À 51 ans, Brice Clotaire Oligui Nguema incarne l’un des parcours politiques les plus singuliers d’Afrique centrale ces dernières années. Né le 3 mars 1975 à Ngouoni, dans le Haut-Ogooué, l’ancien chef de la Garde républicaine est passé du statut d’officier influent dans l’appareil sécuritaire à celui de président de la République élu au suffrage universel en avril 2025.
Formé à l’Académie royale militaire de Meknès, au Maroc, il gravit les échelons au sein des forces armées gabonaises jusqu’à prendre, en 2020, la tête de la Garde républicaine. Cette position stratégique le place au cœur du pouvoir sous la présidence d’Ali Bongo Ondimba, dans un contexte de tensions politiques croissantes et de contestation sociale latente.
Le 30 août 2023 marque un tournant.

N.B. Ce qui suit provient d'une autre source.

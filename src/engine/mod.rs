pub mod breakeven;
pub mod error;
pub mod legs;
pub mod payoff;
pub mod position;

pub use breakeven::{break_even, BreakEven};
pub use error::{EngineError, EngineResult};
pub use legs::{
    cost, LegCashFlow, LegCosting, LegDirection, LegSet, NetPremiumKind, OptionKind, OptionLeg,
};
pub use payoff::{effective_spot, evaluate, ScenarioResult};
pub use position::{valuate, PositionValuation, StockPosition};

À la suite de l’annonce des résultats controversés de l’élection présidentielle, il conduit un coup d’État qualifié de « sans effusion de sang » par ses partisans, mettant fin à plus de cinq décennies de domination de la famille Bongo. Il dirige alors le Comité pour la transition et la restauration des institutions (CTRI) avec la promesse d’un retour rapide à l’ordre constitutionnel.
La transition débouche sur l’adoption d’une nouvelle Constitution et l’organisation d’une élection présidentielle le 12 avril 2025, qu’il remporte avec plus de 90 % des suffrages. Investi le 3 mai pour un mandat de sept ans, il devient le quatrième président de la République gabonaise.
Depuis son élection, Brice Oligui Nguema met en avant la diversification économique, la réduction du train de vie de l’État et des négociations avancées avec le FMI. Figure saluée par ses soutiens comme un « restaurateur de la dignité nationale », il demeure observé par ses critiques sur les enjeux de libertés publiques et de concentration du pouvoir. À 51 ans, son mandat entre désormais dans la phase décisive de la consolidation.